[Saved entries]

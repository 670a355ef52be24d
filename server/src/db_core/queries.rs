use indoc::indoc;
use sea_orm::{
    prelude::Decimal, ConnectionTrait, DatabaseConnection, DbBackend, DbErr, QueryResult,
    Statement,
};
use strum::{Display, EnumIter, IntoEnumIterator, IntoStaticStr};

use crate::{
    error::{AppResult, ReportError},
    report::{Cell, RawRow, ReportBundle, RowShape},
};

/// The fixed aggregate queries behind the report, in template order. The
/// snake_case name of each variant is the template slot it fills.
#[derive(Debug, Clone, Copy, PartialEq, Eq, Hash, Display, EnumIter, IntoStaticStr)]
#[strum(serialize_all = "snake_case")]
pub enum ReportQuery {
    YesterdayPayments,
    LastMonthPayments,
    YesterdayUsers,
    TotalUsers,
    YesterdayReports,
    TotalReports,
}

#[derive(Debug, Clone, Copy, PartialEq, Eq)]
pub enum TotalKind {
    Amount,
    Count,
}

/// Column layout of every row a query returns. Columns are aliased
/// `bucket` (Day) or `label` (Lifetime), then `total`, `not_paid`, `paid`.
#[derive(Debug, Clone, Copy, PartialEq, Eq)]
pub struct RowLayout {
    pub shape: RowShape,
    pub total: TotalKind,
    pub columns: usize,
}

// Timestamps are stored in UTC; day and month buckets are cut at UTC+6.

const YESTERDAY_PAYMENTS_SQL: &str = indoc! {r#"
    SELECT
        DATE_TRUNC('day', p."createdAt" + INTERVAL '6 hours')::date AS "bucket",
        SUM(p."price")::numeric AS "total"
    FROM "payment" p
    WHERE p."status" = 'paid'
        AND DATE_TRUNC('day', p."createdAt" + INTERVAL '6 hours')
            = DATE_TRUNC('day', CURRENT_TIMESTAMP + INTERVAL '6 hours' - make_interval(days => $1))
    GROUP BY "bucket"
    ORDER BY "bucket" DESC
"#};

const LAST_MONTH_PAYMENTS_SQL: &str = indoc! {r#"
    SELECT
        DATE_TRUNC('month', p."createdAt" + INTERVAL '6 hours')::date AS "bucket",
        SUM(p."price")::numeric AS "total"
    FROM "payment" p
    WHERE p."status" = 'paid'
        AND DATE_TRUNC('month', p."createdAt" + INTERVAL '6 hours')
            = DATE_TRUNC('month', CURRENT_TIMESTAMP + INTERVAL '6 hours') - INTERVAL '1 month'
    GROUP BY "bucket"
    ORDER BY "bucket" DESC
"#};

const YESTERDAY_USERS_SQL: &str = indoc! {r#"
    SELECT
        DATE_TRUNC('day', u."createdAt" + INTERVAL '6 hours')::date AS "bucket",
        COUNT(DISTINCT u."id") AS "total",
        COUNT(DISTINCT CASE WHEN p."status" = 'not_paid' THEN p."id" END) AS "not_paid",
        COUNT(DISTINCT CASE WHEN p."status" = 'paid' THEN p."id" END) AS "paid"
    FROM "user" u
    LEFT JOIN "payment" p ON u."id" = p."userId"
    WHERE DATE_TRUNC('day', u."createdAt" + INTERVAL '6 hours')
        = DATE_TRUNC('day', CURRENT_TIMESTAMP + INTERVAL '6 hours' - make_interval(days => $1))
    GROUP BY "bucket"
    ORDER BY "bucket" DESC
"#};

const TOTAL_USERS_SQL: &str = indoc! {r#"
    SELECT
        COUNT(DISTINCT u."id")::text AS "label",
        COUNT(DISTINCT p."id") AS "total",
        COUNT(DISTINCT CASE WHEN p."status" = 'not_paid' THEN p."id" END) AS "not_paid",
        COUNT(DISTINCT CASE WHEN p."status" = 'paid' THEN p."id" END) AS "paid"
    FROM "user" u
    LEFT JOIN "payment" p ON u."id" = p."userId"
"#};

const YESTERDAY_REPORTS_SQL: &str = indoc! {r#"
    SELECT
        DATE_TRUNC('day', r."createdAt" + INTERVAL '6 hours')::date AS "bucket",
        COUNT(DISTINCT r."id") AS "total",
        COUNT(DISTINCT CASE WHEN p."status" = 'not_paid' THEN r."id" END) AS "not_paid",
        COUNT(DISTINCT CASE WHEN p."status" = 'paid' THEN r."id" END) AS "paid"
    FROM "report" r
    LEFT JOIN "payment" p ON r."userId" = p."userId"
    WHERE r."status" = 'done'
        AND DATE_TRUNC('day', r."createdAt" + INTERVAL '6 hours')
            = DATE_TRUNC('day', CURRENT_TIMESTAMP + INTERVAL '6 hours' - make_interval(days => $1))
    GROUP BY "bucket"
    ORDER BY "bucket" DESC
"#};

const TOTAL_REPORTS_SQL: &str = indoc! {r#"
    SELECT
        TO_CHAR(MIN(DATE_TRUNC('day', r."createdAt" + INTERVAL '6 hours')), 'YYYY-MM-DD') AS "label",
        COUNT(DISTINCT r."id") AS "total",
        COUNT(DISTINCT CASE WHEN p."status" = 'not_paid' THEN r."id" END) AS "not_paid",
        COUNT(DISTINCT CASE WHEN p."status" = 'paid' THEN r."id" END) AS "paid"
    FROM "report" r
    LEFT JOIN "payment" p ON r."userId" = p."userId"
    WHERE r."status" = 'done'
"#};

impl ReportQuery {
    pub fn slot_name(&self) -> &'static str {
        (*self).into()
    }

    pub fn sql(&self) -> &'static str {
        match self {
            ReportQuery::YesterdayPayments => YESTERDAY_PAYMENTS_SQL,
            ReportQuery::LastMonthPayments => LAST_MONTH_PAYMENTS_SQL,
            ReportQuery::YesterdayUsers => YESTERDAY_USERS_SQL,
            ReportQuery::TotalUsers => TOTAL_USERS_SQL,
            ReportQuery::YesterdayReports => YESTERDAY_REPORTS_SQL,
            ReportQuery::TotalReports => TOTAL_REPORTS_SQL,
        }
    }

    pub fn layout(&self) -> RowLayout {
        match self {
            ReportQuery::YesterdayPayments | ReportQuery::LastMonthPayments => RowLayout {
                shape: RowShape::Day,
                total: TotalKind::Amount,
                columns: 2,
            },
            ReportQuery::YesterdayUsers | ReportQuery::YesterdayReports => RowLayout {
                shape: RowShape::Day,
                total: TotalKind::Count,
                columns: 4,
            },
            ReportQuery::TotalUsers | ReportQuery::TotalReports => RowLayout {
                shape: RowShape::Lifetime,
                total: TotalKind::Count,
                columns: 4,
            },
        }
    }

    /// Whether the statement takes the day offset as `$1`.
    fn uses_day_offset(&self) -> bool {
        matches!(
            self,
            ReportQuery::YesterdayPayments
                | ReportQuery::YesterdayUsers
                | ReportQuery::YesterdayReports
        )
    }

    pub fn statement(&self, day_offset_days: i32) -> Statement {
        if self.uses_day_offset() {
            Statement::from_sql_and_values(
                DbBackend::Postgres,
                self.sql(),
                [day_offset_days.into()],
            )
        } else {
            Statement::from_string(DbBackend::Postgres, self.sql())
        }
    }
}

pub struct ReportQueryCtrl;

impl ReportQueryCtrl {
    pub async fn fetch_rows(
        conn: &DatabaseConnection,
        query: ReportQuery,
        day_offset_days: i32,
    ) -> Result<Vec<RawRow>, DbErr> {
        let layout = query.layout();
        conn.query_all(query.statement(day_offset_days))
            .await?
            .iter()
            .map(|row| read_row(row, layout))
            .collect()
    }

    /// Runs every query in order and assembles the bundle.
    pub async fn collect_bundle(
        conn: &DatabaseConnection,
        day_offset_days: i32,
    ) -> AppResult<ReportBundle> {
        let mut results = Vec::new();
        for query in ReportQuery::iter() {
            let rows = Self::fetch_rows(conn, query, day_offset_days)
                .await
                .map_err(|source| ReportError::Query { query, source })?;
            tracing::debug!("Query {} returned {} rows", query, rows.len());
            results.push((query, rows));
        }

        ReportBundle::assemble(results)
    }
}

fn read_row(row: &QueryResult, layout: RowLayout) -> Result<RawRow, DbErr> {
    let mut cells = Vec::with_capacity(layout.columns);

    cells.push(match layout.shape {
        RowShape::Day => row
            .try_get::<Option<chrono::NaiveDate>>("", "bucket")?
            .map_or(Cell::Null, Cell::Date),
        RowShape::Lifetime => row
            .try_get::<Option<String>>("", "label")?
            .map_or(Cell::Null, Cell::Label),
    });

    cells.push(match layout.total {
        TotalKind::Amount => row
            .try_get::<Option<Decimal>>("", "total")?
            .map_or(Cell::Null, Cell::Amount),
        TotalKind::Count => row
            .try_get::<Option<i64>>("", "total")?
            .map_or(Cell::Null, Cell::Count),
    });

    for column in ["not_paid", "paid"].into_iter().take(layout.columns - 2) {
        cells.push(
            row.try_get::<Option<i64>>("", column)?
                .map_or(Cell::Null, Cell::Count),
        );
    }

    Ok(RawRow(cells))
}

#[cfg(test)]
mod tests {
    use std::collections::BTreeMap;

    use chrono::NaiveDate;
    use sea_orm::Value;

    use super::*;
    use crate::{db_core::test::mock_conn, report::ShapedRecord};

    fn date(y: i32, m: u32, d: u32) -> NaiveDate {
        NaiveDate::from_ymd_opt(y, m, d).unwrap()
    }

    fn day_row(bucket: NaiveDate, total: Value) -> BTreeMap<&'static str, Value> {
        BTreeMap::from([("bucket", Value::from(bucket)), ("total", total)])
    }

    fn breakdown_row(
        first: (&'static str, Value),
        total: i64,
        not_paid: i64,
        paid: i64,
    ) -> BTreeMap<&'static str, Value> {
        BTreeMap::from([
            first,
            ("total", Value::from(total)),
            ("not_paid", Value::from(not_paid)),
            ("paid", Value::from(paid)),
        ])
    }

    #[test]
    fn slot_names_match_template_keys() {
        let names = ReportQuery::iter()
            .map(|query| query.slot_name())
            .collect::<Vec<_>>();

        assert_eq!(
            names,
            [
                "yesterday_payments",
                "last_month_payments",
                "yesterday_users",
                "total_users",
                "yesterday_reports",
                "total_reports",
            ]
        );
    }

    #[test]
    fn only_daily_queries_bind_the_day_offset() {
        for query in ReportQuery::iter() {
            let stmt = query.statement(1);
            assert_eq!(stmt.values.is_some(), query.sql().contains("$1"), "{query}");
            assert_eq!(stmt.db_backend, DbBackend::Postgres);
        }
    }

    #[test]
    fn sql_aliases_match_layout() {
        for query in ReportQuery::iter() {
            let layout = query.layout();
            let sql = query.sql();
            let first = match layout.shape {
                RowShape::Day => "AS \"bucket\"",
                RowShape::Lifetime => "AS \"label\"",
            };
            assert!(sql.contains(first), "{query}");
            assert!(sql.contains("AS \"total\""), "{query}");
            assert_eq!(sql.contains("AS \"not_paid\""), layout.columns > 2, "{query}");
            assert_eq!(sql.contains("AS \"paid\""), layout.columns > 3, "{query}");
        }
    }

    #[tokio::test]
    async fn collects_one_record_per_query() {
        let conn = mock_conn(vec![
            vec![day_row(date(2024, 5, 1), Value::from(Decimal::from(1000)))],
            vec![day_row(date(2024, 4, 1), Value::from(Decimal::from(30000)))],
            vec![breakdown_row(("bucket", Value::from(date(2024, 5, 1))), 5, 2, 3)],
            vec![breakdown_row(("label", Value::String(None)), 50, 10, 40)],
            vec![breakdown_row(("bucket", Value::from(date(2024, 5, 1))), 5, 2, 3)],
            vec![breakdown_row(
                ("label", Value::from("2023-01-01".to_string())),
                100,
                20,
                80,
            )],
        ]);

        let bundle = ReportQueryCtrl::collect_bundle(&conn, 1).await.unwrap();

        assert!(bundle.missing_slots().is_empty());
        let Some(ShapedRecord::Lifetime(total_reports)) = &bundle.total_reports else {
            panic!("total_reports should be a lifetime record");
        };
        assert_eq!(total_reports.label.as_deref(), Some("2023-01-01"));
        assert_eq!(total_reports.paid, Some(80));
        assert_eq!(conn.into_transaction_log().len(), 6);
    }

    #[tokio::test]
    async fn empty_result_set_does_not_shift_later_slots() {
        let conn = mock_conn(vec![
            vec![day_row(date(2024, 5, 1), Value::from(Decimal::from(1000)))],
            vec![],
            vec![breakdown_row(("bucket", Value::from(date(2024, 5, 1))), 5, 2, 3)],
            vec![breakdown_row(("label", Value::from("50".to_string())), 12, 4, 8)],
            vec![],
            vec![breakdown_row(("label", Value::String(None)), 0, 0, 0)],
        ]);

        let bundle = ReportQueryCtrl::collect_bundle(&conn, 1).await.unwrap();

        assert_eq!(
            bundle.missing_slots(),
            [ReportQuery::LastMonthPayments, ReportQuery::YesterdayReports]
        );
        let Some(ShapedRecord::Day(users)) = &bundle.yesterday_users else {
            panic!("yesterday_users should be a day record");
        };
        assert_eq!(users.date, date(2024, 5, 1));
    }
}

* [TASK ITEM]: The answer must consist of every line from the entries that holds the string "BTreeMap".

* [RESULT]:
    use std::collections::BTreeMap;
    fn day_row(bucket: NaiveDate, total: Value) -> BTreeMap<&'static str, Value> {
        BTreeMap::from([("bucket", Value::from(bucket)), ("total", total)])
    ) -> BTreeMap<&'static str, Value> {
        BTreeMap::from([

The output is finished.